WHAT TO WORK ON:
Look through the data below. Pick out the lines holding the string "filename".

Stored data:

--

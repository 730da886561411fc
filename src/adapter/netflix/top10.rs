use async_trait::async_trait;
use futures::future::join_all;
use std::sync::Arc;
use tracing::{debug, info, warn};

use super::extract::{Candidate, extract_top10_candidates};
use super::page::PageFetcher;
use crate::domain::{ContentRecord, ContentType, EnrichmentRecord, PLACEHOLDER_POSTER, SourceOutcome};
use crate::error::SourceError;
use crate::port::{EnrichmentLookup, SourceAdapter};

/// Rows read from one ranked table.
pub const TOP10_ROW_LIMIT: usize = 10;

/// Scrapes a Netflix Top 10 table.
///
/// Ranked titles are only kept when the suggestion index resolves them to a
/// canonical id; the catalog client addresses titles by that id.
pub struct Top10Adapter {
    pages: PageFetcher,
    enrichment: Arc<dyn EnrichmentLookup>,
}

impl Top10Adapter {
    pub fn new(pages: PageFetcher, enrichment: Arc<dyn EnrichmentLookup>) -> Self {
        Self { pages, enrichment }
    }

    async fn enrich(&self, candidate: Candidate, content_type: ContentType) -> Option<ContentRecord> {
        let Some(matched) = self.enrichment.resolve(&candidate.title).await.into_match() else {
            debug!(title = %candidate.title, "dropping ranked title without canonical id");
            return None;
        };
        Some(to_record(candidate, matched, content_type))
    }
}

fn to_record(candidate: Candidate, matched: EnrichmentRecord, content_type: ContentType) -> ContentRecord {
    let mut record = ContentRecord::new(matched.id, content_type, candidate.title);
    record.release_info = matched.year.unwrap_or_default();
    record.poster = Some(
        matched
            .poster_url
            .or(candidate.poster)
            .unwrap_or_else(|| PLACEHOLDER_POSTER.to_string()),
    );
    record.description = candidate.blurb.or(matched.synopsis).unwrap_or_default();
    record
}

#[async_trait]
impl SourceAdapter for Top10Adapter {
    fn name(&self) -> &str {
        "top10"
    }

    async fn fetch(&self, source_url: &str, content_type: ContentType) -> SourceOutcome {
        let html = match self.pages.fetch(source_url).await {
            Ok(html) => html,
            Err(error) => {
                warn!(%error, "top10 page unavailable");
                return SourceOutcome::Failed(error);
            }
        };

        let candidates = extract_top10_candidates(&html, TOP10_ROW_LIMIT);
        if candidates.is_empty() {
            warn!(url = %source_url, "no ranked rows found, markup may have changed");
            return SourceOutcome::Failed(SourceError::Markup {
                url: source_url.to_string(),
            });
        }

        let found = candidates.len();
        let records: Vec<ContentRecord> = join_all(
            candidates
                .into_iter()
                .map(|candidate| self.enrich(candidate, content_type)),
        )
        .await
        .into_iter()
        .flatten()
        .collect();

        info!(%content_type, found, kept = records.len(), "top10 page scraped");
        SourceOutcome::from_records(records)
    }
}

--

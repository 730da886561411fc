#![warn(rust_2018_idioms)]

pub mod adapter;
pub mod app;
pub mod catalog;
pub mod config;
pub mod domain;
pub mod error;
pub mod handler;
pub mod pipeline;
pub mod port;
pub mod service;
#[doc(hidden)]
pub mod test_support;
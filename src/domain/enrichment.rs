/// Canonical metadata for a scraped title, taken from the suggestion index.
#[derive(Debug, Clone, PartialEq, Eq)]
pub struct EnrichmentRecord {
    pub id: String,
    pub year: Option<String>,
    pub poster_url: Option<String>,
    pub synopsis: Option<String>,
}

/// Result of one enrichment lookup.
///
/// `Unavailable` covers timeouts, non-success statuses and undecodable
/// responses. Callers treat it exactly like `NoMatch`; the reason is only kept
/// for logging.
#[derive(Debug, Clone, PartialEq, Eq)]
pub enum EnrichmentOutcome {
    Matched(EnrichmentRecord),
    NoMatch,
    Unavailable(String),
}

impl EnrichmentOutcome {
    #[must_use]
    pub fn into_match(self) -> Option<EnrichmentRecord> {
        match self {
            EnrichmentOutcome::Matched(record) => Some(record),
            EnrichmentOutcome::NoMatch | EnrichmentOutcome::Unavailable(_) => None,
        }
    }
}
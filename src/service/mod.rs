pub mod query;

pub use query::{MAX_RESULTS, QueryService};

--

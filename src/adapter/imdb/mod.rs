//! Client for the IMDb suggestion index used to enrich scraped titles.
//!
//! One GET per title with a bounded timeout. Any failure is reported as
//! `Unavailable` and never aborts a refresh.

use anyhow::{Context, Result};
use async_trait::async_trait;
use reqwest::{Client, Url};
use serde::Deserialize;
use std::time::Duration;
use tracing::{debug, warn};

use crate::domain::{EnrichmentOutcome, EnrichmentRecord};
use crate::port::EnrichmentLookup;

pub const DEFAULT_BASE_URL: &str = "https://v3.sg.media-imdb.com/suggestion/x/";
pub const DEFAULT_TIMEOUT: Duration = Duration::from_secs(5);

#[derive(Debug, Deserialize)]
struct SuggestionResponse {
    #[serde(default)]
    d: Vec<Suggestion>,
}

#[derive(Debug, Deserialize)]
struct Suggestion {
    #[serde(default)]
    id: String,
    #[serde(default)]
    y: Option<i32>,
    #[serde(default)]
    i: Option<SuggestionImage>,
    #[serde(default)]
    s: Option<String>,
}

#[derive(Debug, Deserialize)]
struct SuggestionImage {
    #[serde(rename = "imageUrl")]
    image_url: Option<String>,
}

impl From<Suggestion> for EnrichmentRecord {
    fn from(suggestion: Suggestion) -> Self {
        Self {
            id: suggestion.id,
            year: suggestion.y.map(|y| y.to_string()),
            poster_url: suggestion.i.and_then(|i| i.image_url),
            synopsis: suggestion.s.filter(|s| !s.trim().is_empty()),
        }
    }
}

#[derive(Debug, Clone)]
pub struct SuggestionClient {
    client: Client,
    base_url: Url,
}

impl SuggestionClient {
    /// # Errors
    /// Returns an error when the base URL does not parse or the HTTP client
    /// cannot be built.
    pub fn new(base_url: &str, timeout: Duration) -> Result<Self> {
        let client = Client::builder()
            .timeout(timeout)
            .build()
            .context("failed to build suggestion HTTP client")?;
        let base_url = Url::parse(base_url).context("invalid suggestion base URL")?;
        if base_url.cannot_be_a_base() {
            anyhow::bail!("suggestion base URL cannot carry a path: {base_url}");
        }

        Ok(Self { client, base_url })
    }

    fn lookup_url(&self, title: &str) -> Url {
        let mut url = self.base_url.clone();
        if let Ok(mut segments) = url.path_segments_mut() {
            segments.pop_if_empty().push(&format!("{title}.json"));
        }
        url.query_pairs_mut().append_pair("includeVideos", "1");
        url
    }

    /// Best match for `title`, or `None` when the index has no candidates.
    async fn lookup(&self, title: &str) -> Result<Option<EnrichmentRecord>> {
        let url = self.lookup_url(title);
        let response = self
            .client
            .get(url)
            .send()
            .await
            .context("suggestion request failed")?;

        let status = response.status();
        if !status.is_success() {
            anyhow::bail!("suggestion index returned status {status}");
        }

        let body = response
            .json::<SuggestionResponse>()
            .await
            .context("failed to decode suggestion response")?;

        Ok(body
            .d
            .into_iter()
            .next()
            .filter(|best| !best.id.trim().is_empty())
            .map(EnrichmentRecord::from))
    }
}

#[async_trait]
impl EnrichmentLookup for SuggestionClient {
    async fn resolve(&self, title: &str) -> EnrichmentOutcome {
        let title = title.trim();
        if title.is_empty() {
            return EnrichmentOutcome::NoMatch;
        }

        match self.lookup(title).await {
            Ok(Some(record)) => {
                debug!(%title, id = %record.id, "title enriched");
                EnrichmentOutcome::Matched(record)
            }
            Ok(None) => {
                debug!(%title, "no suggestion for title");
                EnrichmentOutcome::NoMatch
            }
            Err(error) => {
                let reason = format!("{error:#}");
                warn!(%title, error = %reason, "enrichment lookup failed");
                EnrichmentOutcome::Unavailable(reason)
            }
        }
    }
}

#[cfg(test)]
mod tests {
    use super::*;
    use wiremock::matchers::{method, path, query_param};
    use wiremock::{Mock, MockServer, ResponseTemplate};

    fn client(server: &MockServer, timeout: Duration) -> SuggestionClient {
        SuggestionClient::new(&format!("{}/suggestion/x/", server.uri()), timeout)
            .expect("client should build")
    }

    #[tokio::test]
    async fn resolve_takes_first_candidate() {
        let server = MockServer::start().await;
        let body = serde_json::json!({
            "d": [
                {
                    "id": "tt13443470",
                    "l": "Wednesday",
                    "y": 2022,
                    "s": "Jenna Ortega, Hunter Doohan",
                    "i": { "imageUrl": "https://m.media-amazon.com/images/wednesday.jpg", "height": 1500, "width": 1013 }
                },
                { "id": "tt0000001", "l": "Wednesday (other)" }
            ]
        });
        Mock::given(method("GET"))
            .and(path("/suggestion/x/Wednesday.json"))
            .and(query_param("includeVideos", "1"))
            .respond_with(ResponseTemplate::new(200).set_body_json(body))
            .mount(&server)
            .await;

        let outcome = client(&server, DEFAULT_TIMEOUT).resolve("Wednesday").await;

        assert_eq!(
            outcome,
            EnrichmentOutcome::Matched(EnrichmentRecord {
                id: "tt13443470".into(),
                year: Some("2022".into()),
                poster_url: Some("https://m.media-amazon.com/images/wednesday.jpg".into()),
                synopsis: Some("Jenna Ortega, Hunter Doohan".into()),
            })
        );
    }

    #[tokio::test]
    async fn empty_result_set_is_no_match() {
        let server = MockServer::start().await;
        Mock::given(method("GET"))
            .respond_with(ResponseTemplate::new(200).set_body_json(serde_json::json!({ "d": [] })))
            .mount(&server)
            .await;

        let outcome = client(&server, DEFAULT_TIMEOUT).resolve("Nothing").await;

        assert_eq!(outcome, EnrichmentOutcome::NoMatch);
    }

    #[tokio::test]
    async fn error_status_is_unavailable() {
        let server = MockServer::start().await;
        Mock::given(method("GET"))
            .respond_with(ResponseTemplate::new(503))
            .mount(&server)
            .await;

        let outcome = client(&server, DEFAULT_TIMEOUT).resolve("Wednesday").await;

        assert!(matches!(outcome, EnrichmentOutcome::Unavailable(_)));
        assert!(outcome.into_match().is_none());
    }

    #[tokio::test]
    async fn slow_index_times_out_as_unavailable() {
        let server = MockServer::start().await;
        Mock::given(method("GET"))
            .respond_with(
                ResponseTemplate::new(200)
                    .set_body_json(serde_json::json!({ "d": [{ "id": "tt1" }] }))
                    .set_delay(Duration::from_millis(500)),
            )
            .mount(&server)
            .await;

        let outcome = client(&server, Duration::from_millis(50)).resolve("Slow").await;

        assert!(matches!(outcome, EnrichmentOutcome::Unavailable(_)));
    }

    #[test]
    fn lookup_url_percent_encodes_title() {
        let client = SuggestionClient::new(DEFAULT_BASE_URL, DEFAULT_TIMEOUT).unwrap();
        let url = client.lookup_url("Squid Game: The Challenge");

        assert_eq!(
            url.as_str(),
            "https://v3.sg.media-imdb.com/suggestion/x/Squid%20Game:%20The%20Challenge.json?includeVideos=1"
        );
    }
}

--

YOUR RESPONSE:
filename src/adapter/netflix/top10.rs
filename src/domain/enrichment.rs
filename src/service/mod.rs
filename src/adapter/imdb/mod.rs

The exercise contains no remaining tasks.